### Dataset entries:

-------

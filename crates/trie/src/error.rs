use rbtp_primitives::B256;

/// Errors that can occur while walking or mutating a trie.
#[derive(Debug, thiserror::Error, Clone, PartialEq, Eq)]
pub enum TrieError {
    /// A node referenced by hash was not present in the backing store.
    #[error("missing trie node {0}")]
    MissingNode(B256),
    /// A stored node failed to decode.
    #[error("malformed trie node {hash}: {message}")]
    Corrupt {
        /// Hash the node was stored under.
        hash: B256,
        /// Decoder complaint.
        message: &'static str,
    },
}

/// Errors surfaced by the journaled state layer.
#[derive(Debug, thiserror::Error, Clone, PartialEq, Eq)]
pub enum StateError {
    /// The underlying trie failed.
    #[error(transparent)]
    Trie(#[from] TrieError),
    /// A revert was requested for an unknown snapshot id.
    #[error("unknown state snapshot id {0}")]
    UnknownSnapshot(usize),
    /// A debit would push the balance below zero.
    #[error("insufficient balance for account {0}")]
    InsufficientBalance(rbtp_primitives::Address),
}
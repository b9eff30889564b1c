use parking_lot::RwLock;
use rbtp_interfaces::provider::{ProviderError, ProviderResult};
use std::{collections::BTreeMap, fmt};

/// One operation of an atomic write batch.
#[derive(Debug, Clone, PartialEq, Eq)]
pub enum BatchOp {
    /// Store `value` under `key`.
    Put(Vec<u8>, Vec<u8>),
    /// Remove `key`.
    Delete(Vec<u8>),
}

/// The hot-tier key-value abstraction.
///
/// Implementations must apply [`KeyValueStore::write_batch`] atomically: a
/// crash mid-batch may lose the whole batch but never half of it.
pub trait KeyValueStore: Send + Sync + fmt::Debug {
    /// Reads the value stored under `key`.
    fn get(&self, key: &[u8]) -> ProviderResult<Option<Vec<u8>>>;

    /// Stores `value` under `key`.
    fn put(&self, key: &[u8], value: &[u8]) -> ProviderResult<()>;

    /// Removes `key` if present.
    fn delete(&self, key: &[u8]) -> ProviderResult<()>;

    /// Whether `key` is present.
    fn has(&self, key: &[u8]) -> ProviderResult<bool> {
        Ok(self.get(key)?.is_some())
    }

    /// Applies all operations as one atomic unit.
    fn write_batch(&self, batch: Vec<BatchOp>) -> ProviderResult<()>;
}

/// An in-memory [`KeyValueStore`] used by tests and light tooling.
#[derive(Debug, Default)]
pub struct MemoryStore {
    map: RwLock<BTreeMap<Vec<u8>, Vec<u8>>>,
}

impl MemoryStore {
    /// Creates an empty store.
    pub fn new() -> Self {
        Self::default()
    }

    /// Number of stored entries.
    pub fn len(&self) -> usize {
        self.map.read().len()
    }

    /// Whether the store is empty.
    pub fn is_empty(&self) -> bool {
        self.map.read().is_empty()
    }

    /// A snapshot of every entry, as compaction and tooling need.
    pub fn entries(&self) -> Vec<(Vec<u8>, Vec<u8>)> {
        self.map.read().iter().map(|(key, value)| (key.clone(), value.clone())).collect()
    }
}

impl KeyValueStore for MemoryStore {
    fn get(&self, key: &[u8]) -> ProviderResult<Option<Vec<u8>>> {
        Ok(self.map.read().get(key).cloned())
    }

    fn put(&self, key: &[u8], value: &[u8]) -> ProviderResult<()> {
        self.map.write().insert(key.to_vec(), value.to_vec());
        Ok(())
    }

    fn delete(&self, key: &[u8]) -> ProviderResult<()> {
        self.map.write().remove(key);
        Ok(())
    }

    fn write_batch(&self, batch: Vec<BatchOp>) -> ProviderResult<()> {
        let mut map = self.map.write();
        for op in batch {
            match op {
                BatchOp::Put(key, value) => {
                    map.insert(key, value);
                }
                BatchOp::Delete(key) => {
                    map.remove(&key);
                }
            }
        }
        Ok(())
    }
}

/// Maps an I/O failure into the provider error taxonomy.
pub(crate) fn io_err(err: std::io::Error) -> ProviderError {
    ProviderError::Database(err.to_string())
}
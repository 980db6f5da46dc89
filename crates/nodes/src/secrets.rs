//! Secret providers backed by the process environment.

use tracing::debug;

use crate::{NodeError, SecretProvider};

/// Reads secrets from environment variables named `<NAME>_API_KEY`.
///
/// `GIPHY` resolves to `GIPHY_API_KEY`. An empty variable counts as missing.
#[derive(Debug, Clone, Default)]
pub struct EnvSecrets;

impl EnvSecrets {
    /// Environment variable consulted for the secret `name`.
    pub fn var_name(name: &str) -> String {
        format!("{}_API_KEY", name.to_ascii_uppercase())
    }
}

impl SecretProvider for EnvSecrets {
    fn get_secret(&self, name: &str) -> Result<String, NodeError> {
        let var = Self::var_name(name);
        debug!(secret = name, var = %var, "resolving secret from environment");

        match std::env::var(&var) {
            Ok(value) if !value.is_empty() => Ok(value),
            Ok(_) => Err(NodeError::Secret {
                name: name.to_owned(),
                message: format!("environment variable {var} is empty"),
            }),
            Err(e) => Err(NodeError::Secret {
                name: name.to_owned(),
                message: format!("{var}: {e}"),
            }),
        }
    }
}
//! `GiphyNode` — searches Giphy and publishes one random gif or the full list.
//!
//! One execution is a straight pipeline:
//! 1. Validate the `search_term` input (empty → warning, nothing written).
//! 2. Resolve the API key from the secret store.
//! 3. Fetch the search response, or the `giphy` fixture in test mode.
//! 4. Write the raw body to `output_json`, then project the `data` records
//!    into `gif` or `gif_list` depending on the mode.
//!
//! The node keeps no state between executions.

pub mod client;
pub mod config;
pub mod manifest;
pub mod models;

use std::sync::Arc;

use async_trait::async_trait;
use serde::Deserialize;
use serde_json::Value;
use tracing::{debug, info, instrument};

use crate::fixtures::BuiltinFixtures;
use crate::notice::TracingNotices;
use crate::random::ThreadRngIndex;
use crate::{
    ExecutableNode, ExecutionContext, FixtureProvider, GifSearchClient, IndexSource, NodeError,
    NoticeKind, NoticeSink, SecretProvider,
};

pub use client::HttpSearchClient;
pub use config::GiphyConfig;
pub use manifest::{manifest, NodeManifest};
pub use models::{
    extract_results, ExecutionOutputs, GifRecord, GiphySettings, Mode, OutputVisibility, RawResult,
};

/// Fixture name consulted in test mode.
pub const FIXTURE_NAME: &str = "giphy";

/// Input expected by [`ExecutableNode::execute`].
#[derive(Debug, Clone, Default, Deserialize)]
pub struct GiphyInput {
    #[serde(default)]
    pub search_term: String,
}

pub struct GiphyNode {
    settings: GiphySettings,
    secret_name: String,
    client: Arc<dyn GifSearchClient>,
    secrets: Arc<dyn SecretProvider>,
    fixtures: Arc<dyn FixtureProvider>,
    notices: Arc<dyn NoticeSink>,
    index: Arc<dyn IndexSource>,
}

impl GiphyNode {
    /// Create a node with default settings, builtin fixtures, tracing notices
    /// and a thread-RNG index source.
    pub fn new(client: Arc<dyn GifSearchClient>, secrets: Arc<dyn SecretProvider>) -> Self {
        Self {
            settings: GiphySettings::default(),
            secret_name: GiphyConfig::default().secret_name,
            client,
            secrets,
            fixtures: Arc::new(BuiltinFixtures),
            notices: Arc::new(TracingNotices),
            index: Arc::new(ThreadRngIndex),
        }
    }

    pub fn with_settings(mut self, settings: GiphySettings) -> Self {
        self.settings = settings;
        self
    }

    pub fn with_mode(mut self, mode: Mode) -> Self {
        self.settings.mode = mode;
        self
    }

    pub fn with_secret_name(mut self, name: impl Into<String>) -> Self {
        self.secret_name = name.into();
        self
    }

    pub fn with_fixtures(mut self, fixtures: Arc<dyn FixtureProvider>) -> Self {
        self.fixtures = fixtures;
        self
    }

    pub fn with_notices(mut self, notices: Arc<dyn NoticeSink>) -> Self {
        self.notices = notices;
        self
    }

    pub fn with_index_source(mut self, index: Arc<dyn IndexSource>) -> Self {
        self.index = index;
        self
    }

    pub fn settings(&self) -> &GiphySettings {
        &self.settings
    }

    /// The node's editor description.
    pub fn manifest() -> NodeManifest {
        manifest::manifest()
    }

    /// Output visibility after `setting` changed from `old` to `new`.
    ///
    /// Returns `None` for settings that don't affect visibility.
    pub fn setting_changed(setting: &str, _old: &str, new: &str) -> Option<OutputVisibility> {
        (setting == "mode").then(|| OutputVisibility::for_mode_value(new))
    }

    /// Run one search and return the output slots that were written.
    ///
    /// # Errors
    /// Secret resolution, transport, malformed-response and fixture failures
    /// propagate unchanged. An empty term or empty result set is not an error.
    #[instrument(
        skip(self, ctx),
        fields(execution_id = %ctx.execution_id, mode = %self.settings.mode, test_mode = ctx.test_mode)
    )]
    pub async fn run(
        &self,
        search_term: &str,
        ctx: &ExecutionContext,
    ) -> Result<ExecutionOutputs, NodeError> {
        let mut outputs = ExecutionOutputs::default();

        if search_term.is_empty() {
            if ctx.interactive {
                self.notices
                    .display_while_running("Search Term Required", NoticeKind::Warning);
            }
            debug!("empty search term, skipping");
            return Ok(outputs);
        }

        let api_key = self.secrets.get_secret(&self.secret_name)?;

        self.notices.display_while_running(
            &format!("Pulling GIFs for {search_term}"),
            NoticeKind::Info,
        );

        let body = if ctx.test_mode {
            self.fixtures.get_dummy_data(FIXTURE_NAME)?
        } else {
            self.client.search(&api_key, search_term).await?
        };

        let results = extract_results(&body)?;
        outputs.output_json = Some(body);

        if results.is_empty() {
            self.notices.display_while_running(
                &format!("No GIFs found for {search_term}"),
                NoticeKind::Info,
            );
            return Ok(outputs);
        }

        match self.settings.mode {
            Mode::RandomResult => {
                let i = self.index.pick(results.len());
                let raw = results.get(i).ok_or_else(|| {
                    NodeError::InvalidConfig(format!(
                        "index source returned {i} for {} results",
                        results.len()
                    ))
                })?;
                outputs.gif = Some(GifRecord::project(raw));
                info!(index = i, of = results.len(), "picked random gif");
            }
            Mode::AllResults => {
                let gifs: Vec<GifRecord> = results.iter().map(GifRecord::project).collect();
                info!(count = gifs.len(), "collected gifs");
                outputs.gif_list = Some(gifs);
            }
        }

        Ok(outputs)
    }
}

#[async_trait]
impl ExecutableNode for GiphyNode {
    async fn execute(&self, input: Value, ctx: &ExecutionContext) -> Result<Value, NodeError> {
        let input: GiphyInput = if input.is_null() {
            GiphyInput::default()
        } else {
            serde_json::from_value(input).map_err(|e| NodeError::InvalidConfig(e.to_string()))?
        };

        let outputs = self.run(&input.search_term, ctx).await?;
        serde_json::to_value(outputs).map_err(|e| NodeError::InvalidConfig(e.to_string()))
    }
}
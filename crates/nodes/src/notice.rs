//! Notice channel that forwards user-facing messages to `tracing`.

use tracing::{info, warn};

use crate::{NoticeKind, NoticeSink};

/// Emits each notice as a log event under the `notice` target.
#[derive(Debug, Clone, Default)]
pub struct TracingNotices;

impl NoticeSink for TracingNotices {
    fn display_while_running(&self, message: &str, kind: NoticeKind) {
        match kind {
            NoticeKind::Info => info!(target: "notice", "{message}"),
            NoticeKind::Warning => warn!(target: "notice", "{message}"),
        }
    }
}
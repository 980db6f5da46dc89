//! Node-level error type.

use thiserror::Error;

/// Errors returned by a node's `execute` method.
///
/// Only unrecoverable faults are represented here. An empty search term or an
/// empty result set is reported through the notice channel and returns `Ok`.
#[derive(Debug, Error, Clone, PartialEq, Eq)]
pub enum NodeError {
    /// Node settings or inputs could not be interpreted.
    #[error("invalid node configuration: {0}")]
    InvalidConfig(String),

    /// The secret store could not produce the requested secret.
    #[error("secret '{name}' could not be resolved: {message}")]
    Secret { name: String, message: String },

    /// The request never produced a usable response (connect, TLS, non-2xx).
    #[error("transport error: {0}")]
    Transport(String),

    /// The response body was not shaped like a search result.
    #[error("malformed response: {0}")]
    MalformedResponse(String),

    /// Test-mode dummy data was unavailable or unreadable.
    #[error("fixture error: {0}")]
    Fixture(String),
}

impl From<reqwest::Error> for NodeError {
    fn from(err: reqwest::Error) -> Self {
        // The request URL carries the API key in its query string.
        let err = err.without_url();
        if err.is_decode() {
            Self::MalformedResponse(err.to_string())
        } else {
            Self::Transport(err.to_string())
        }
    }
}
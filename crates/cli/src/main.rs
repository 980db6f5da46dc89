//! `giphy-node` CLI entry-point — a stand-alone host for the Giphy node.
//!
//! Available sub-commands:
//! - `search`     — run one execution and print the written outputs as JSON.
//! - `manifest`   — print the node's settings/inputs/outputs description.
//! - `visibility` — print which record output a mode value shows.

mod config;

use std::path::PathBuf;
use std::sync::Arc;

use anyhow::Result;
use clap::{Parser, Subcommand};
use tracing::info;
use tracing_subscriber::{layer::SubscriberExt, util::SubscriberInitExt, EnvFilter};

use nodes::fixtures::{BuiltinFixtures, DirFixtures};
use nodes::giphy::{GiphyNode, HttpSearchClient, Mode};
use nodes::secrets::EnvSecrets;
use nodes::{ExecutionContext, FixtureProvider};

use crate::config::Config;

#[derive(Parser)]
#[command(name = "giphy-node", about = "Search Giphy the way a workflow step does", version)]
struct Cli {
    /// TOML configuration file.
    #[arg(long, global = true, env = "GIPHY_NODE_CONFIG")]
    config: Option<PathBuf>,

    #[command(subcommand)]
    command: Command,
}

#[derive(Subcommand)]
enum Command {
    /// Search for gifs and print the outputs.
    Search {
        /// Search term. An empty term writes no outputs.
        term: String,
        /// `random_result` or `all_results`. Overrides the config file.
        #[arg(long)]
        mode: Option<Mode>,
        /// Use dummy data instead of calling the API.
        #[arg(long)]
        test_mode: bool,
        /// Directory holding `<name>.json` fixtures for test mode.
        #[arg(long, requires = "test_mode")]
        fixtures: Option<PathBuf>,
        /// Run as a non-interactive harness (suppresses user warnings).
        #[arg(long)]
        non_interactive: bool,
        /// Override the search endpoint.
        #[arg(long)]
        endpoint: Option<String>,
    },
    /// Print the node manifest.
    Manifest,
    /// Print output visibility for a `mode` value.
    Visibility {
        mode: String,
    },
}

fn init_tracing() -> Result<()> {
    let filter = EnvFilter::try_from_default_env()
        .unwrap_or_else(|_| EnvFilter::new("giphy_node=info,nodes=info,notice=info"));

    let use_json = std::env::var("LOG_FORMAT")
        .map(|v| v.eq_ignore_ascii_case("json"))
        .unwrap_or(false);

    let registry = tracing_subscriber::registry().with(filter);

    if use_json {
        registry
            .with(tracing_subscriber::fmt::layer().json().with_writer(std::io::stderr))
            .try_init()?;
    } else {
        registry
            .with(tracing_subscriber::fmt::layer().with_writer(std::io::stderr))
            .try_init()?;
    }

    Ok(())
}

#[tokio::main]
async fn main() -> Result<()> {
    init_tracing()?;

    let cli = Cli::parse();

    match cli.command {
        Command::Search {
            term,
            mode,
            test_mode,
            fixtures,
            non_interactive,
            endpoint,
        } => {
            let mut config = Config::load(cli.config.as_deref())?;
            if let Some(endpoint) = endpoint {
                config.giphy.endpoint = endpoint;
            }
            if let Some(mode) = mode {
                config.settings.mode = mode;
            }

            let fixtures: Arc<dyn FixtureProvider> = match fixtures {
                Some(dir) => Arc::new(DirFixtures::new(dir)),
                None => Arc::new(BuiltinFixtures),
            };

            let client = HttpSearchClient::new(&config.giphy)?;
            let node = GiphyNode::new(Arc::new(client), Arc::new(EnvSecrets))
                .with_settings(config.settings.clone())
                .with_secret_name(config.giphy.secret_name.clone())
                .with_fixtures(fixtures);

            let mut ctx = if test_mode {
                ExecutionContext::test_mode()
            } else {
                ExecutionContext::live()
            };
            if non_interactive {
                ctx = ctx.non_interactive();
            }

            info!(execution_id = %ctx.execution_id, mode = %config.settings.mode, "Starting search");
            let outputs = node.run(&term, &ctx).await?;

            println!("{}", serde_json::to_string_pretty(&outputs)?);
        }
        Command::Manifest => {
            println!("{}", serde_json::to_string_pretty(&GiphyNode::manifest())?);
        }
        Command::Visibility { mode } => {
            let visibility = GiphyNode::setting_changed("mode", "", &mode);
            println!("{}", serde_json::to_string_pretty(&visibility)?);
        }
    }

    Ok(())
}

-------

### YOUR OBJECTIVE:
Please tally the lines above that include the word "GiphyInput" and answer with the number by itself.

### RESULT OF THE TASK:
3